Documentation for ChemMapper Server

1. Introduction

ChemMapper Server is a web-based open resource of chemical database searching via molecular 3D similarity calculation strategies with the help of SHAFTS, an in-house method combining the strength of molecular shape superposition and chemical feature matching. ChemMapper provides suggestions or hints for the drug discovery studies like:
- Identifying the potential drug targets or exploring polypharmacology effects for the given bioactive compounds.
- Exploring potential mechanisms for drug's side effects.
- Discovering similar compounds to the given compound from the bioactive or screening database.
- Performing scaffold hopping for the given bioactive compounds.
- Performing superposition of your own interested compounds on the given query.
ChemMapper technically provides two types of chemical database searching services.

a. Target Navigator

Annotated active compounds profiling and corresponding binding proteins prediction for the given small chemical probes (drugs, natural products, and other bioactive or toxic compounds). ChemMapper is expected to deliver helpful information and visualized results for potential drug targets identification, polypharmacology analysis like profiling drug targets network and adverse effects prediction, and old drug repurposing. Target Navigator curates nearly 300 000 drug-like molecules from ChEMBL, DrugBank, BindingDB with appropriate pharmacology annotations of the protein targets, including protein names, species, UniProt links for detail information, biological functions, reactions, pharmacological actions, and bioactivities collected from HTS and journal published papers. Target Navigator also collects the single bioactive conformations from the PDB database, and the structural information for the enzyme chemical substrates from the KEGG database.

b. Hit Explorer

Hit Explorer provides virtual screening services to perform similar chemicals searching, active compounds scaffold hopping, and 3D structures superposition against several commercial, open accessed, or even user-uploaded databases, like Specs, MayBridge, ZINC Leadlike Set, and NCI Open Database Compounds.

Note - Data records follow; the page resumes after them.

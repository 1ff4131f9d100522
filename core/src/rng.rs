//! Deterministic random number generation.
//!
//! RULE: Nothing in the simulation may call any platform RNG.
//! All randomness flows through an LcgStream owned by the run that
//! created it. Streams are never shared between runs.
//!
//! The generator is a plain linear congruential generator:
//!   state = (a * state + c) mod m
//! with the Numerical Recipes constants by default. Same seed, same
//! call order, bit-identical draws.

use crate::{
    error::{SimError, SimResult},
    types::{CombinationId, Seed},
};
use rand::{RngCore, SeedableRng};
use rand_pcg::Pcg64Mcg;
use serde::{Deserialize, Serialize};

pub const LCG_MULTIPLIER: u64 = 1_664_525;
pub const LCG_INCREMENT: u64 = 1_013_904_223;
pub const LCG_MODULUS: u64 = 1 << 32;
/// Largest modulus whose states all divide into an f64 below 1.0.
pub const MAX_MODULUS: u64 = 1 << 53;

/// A reproducible uniform stream for a single simulation run.
#[derive(Debug, Clone)]
pub struct LcgStream {
    state: u64,
    multiplier: u64,
    increment: u64,
    modulus: u64,
}

impl LcgStream {
    pub fn new(seed: Seed) -> Self {
        Self {
            state: seed,
            multiplier: LCG_MULTIPLIER,
            increment: LCG_INCREMENT,
            modulus: LCG_MODULUS,
        }
    }

    /// Build a stream with custom constants. The modulus must lie in
    /// `1..=MAX_MODULUS` so every draw stays below 1.0.
    pub fn with_constants(seed: Seed, multiplier: u64, increment: u64, modulus: u64) -> SimResult<Self> {
        if modulus == 0 {
            return Err(SimError::invalid("modulus", 0.0, "must be greater than 0"));
        }
        if modulus > MAX_MODULUS {
            return Err(SimError::invalid("modulus", modulus as f64, "must not exceed 2^53"));
        }
        Ok(Self { state: seed, multiplier, increment, modulus })
    }

    /// Current raw state. Useful for checkpointing a run.
    pub fn state(&self) -> u64 {
        self.state
    }

    /// Advance once and return the new raw state, always below the modulus.
    fn step(&mut self) -> u64 {
        // 128-bit intermediate keeps a*state exact for any seed.
        let next = (self.multiplier as u128 * self.state as u128 + self.increment as u128)
            % self.modulus as u128;
        self.state = next as u64;
        self.state
    }

    /// Roll a float in [0.0, 1.0).
    pub fn next_f64(&mut self) -> f64 {
        let raw = self.step();
        raw as f64 / self.modulus as f64
    }
}

impl RngCore for LcgStream {
    fn next_u32(&mut self) -> u32 {
        self.step() as u32
    }

    fn next_u64(&mut self) -> u64 {
        let hi = self.next_u32() as u64;
        let lo = self.next_u32() as u64;
        (hi << 32) | lo
    }

    fn fill_bytes(&mut self, dest: &mut [u8]) {
        for chunk in dest.chunks_mut(4) {
            let bytes = self.next_u32().to_le_bytes();
            chunk.copy_from_slice(&bytes[..chunk.len()]);
        }
    }

    fn try_fill_bytes(&mut self, dest: &mut [u8]) -> Result<(), rand::Error> {
        self.fill_bytes(dest);
        Ok(())
    }
}

impl SeedableRng for LcgStream {
    type Seed = [u8; 8];

    fn from_seed(seed: Self::Seed) -> Self {
        Self::new(u64::from_le_bytes(seed))
    }
}

/// How each combination in a sweep gets its seed.
#[derive(Debug, Clone, Copy, Default, PartialEq, Eq, Serialize, Deserialize)]
#[serde(rename_all = "snake_case")]
pub enum SeedMode {
    /// Every combination replays the master seed. Outcomes differ only
    /// because parameters differ (common random numbers).
    #[default]
    Shared,
    /// Each combination gets its own seed derived from the master seed
    /// and its id.
    PerCombination,
}

impl SeedMode {
    pub fn as_str(&self) -> &'static str {
        match self {
            Self::Shared => "shared",
            Self::PerCombination => "per_combination",
        }
    }
}

/// Hands out seeds for combinations of one sweep.
#[derive(Debug, Clone, Copy)]
pub struct SeedPlan {
    master_seed: Seed,
    mode: SeedMode,
}

impl SeedPlan {
    pub fn new(master_seed: Seed, mode: SeedMode) -> Self {
        Self { master_seed, mode }
    }

    pub fn master_seed(&self) -> Seed {
        self.master_seed
    }

    pub fn seed_for(&self, id: CombinationId) -> Seed {
        match self.mode {
            SeedMode::Shared => self.master_seed,
            SeedMode::PerCombination => {
                let mixed = self.master_seed ^ (id.0 as u64).wrapping_mul(0x9e37_79b9_7f4a_7c15);
                Pcg64Mcg::seed_from_u64(mixed).next_u64()
            }
        }
    }

    /// A fresh stream for the given combination.
    pub fn stream_for(&self, id: CombinationId) -> LcgStream {
        LcgStream::new(self.seed_for(id))
    }
}
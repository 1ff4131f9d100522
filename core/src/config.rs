use crate::{
    rng::SeedMode,
    sweep::ParameterLists,
    types::Seed,
};
use serde::{Deserialize, Serialize};

/// Seed the legacy runner used for every fitness evaluation.
pub const DEFAULT_SEED: Seed = 123_456_789;

fn default_seed() -> Seed {
    DEFAULT_SEED
}

/// Everything a sweep needs: the parameter grid, months per run and
/// seeding. The file layout is flat, so legacy parameter files with
/// PascalCase keys load unchanged.
#[derive(Debug, Clone, PartialEq, Serialize, Deserialize)]
pub struct SweepConfig {
    #[serde(flatten)]
    pub parameters: ParameterLists,
    #[serde(alias = "Iterations")]
    pub iterations: u32,
    #[serde(default = "default_seed", alias = "Seed")]
    pub seed: Seed,
    #[serde(default)]
    pub seed_mode: SeedMode,
}

impl SweepConfig {
    /// Load from a JSON parameter file.
    /// In tests, use SweepConfig::default_test().
    pub fn load(path: &str) -> anyhow::Result<Self> {
        let content = std::fs::read_to_string(path)
            .map_err(|e| anyhow::anyhow!("Cannot read {path}: {e}"))?;
        Self::from_json(&content).map_err(|e| anyhow::anyhow!("Invalid parameter file {path}: {e}"))
    }

    pub fn from_json(content: &str) -> anyhow::Result<Self> {
        let config: SweepConfig = serde_json::from_str(content)?;
        anyhow::ensure!(config.iterations > 0, "iterations must be greater than 0");
        Ok(config)
    }

    /// Small grid with hardcoded values for use in tests.
    pub fn default_test() -> Self {
        Self {
            parameters: ParameterLists {
                employees: vec![5, 10],
                salary: vec![1_000.0, 2_000.0],
                average_clients: vec![20],
                mean_order_cost: vec![500.0],
                order_std_dev: vec![50.0],
                alpha: vec![],
                beta: vec![],
            },
            iterations: 12,
            seed: DEFAULT_SEED,
            seed_mode: SeedMode::Shared,
        }
    }
}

All the chemical structures except the ones from PDB stored in ChemMapper contain multiple conformations for 3D similarity calculation. Omega (www.eyesopen.com, Openeye LLC) was used to generate maximum 50 low-energy conformations for each compound in ChemMapper. For the user uploaded target compounds, multiple conformations (at most 100) can be generated on-line with in-house method “Cyndi” prior to 3D similarity calculation if the “Generate Conformers” is toggled on. More conformers may increase the coverage of the conformational space and consequently increase accuracy in some cases, but reducing calculation time and server load and increasing calculation accuracy must be balanced out.
To start with ChemMapper Server, you must provide a single query molecule structure (by sketching with JME applet, pasting a smiles string, or uploading a file in SMILES, SDF, or MOL2 format). Given the searching service selected (Target Navigator or Hit Explorer), ChemMapper will automatically generate a valid 3D conformation for the query in the case of lacking 3D coordinate’s information, calculate the 3D similarities between the query and each molecule in the target database, and then output the top ranked hit molecules’ structures, predicted 3D conformers as well as corresponding proteins annotations and bioactivity information (if any) in the result pages.

All the chemical structures and corresponding annotation information are collected from public databases. We cannot rule out that some of the data is erroneous, change over time or is too unspecific. In addition, the results of ChemMapper need careful interpretation and experimental validations will always be needed.

2. Three steps to submit a ChemMapper Server job

2.1 Prepare the query molecule.

ChemMapper requires a molecule with valid structural information as the query, and the bioactive molecules in the database with high 3D similarities are returned with corresponding annotations. There are three possible ways of delivering a 3D query molecule to ChemMapper Server:

Sketch the desired 2D molecular structure in the JME applet window and click the "Import" button to translate to SMILES strings.
Input or paste a single SMILES string of the desired molecule into the “Input SMILES” text box.
Provide the molecular structure by uploading a file in smi, sdf, or mol2 format.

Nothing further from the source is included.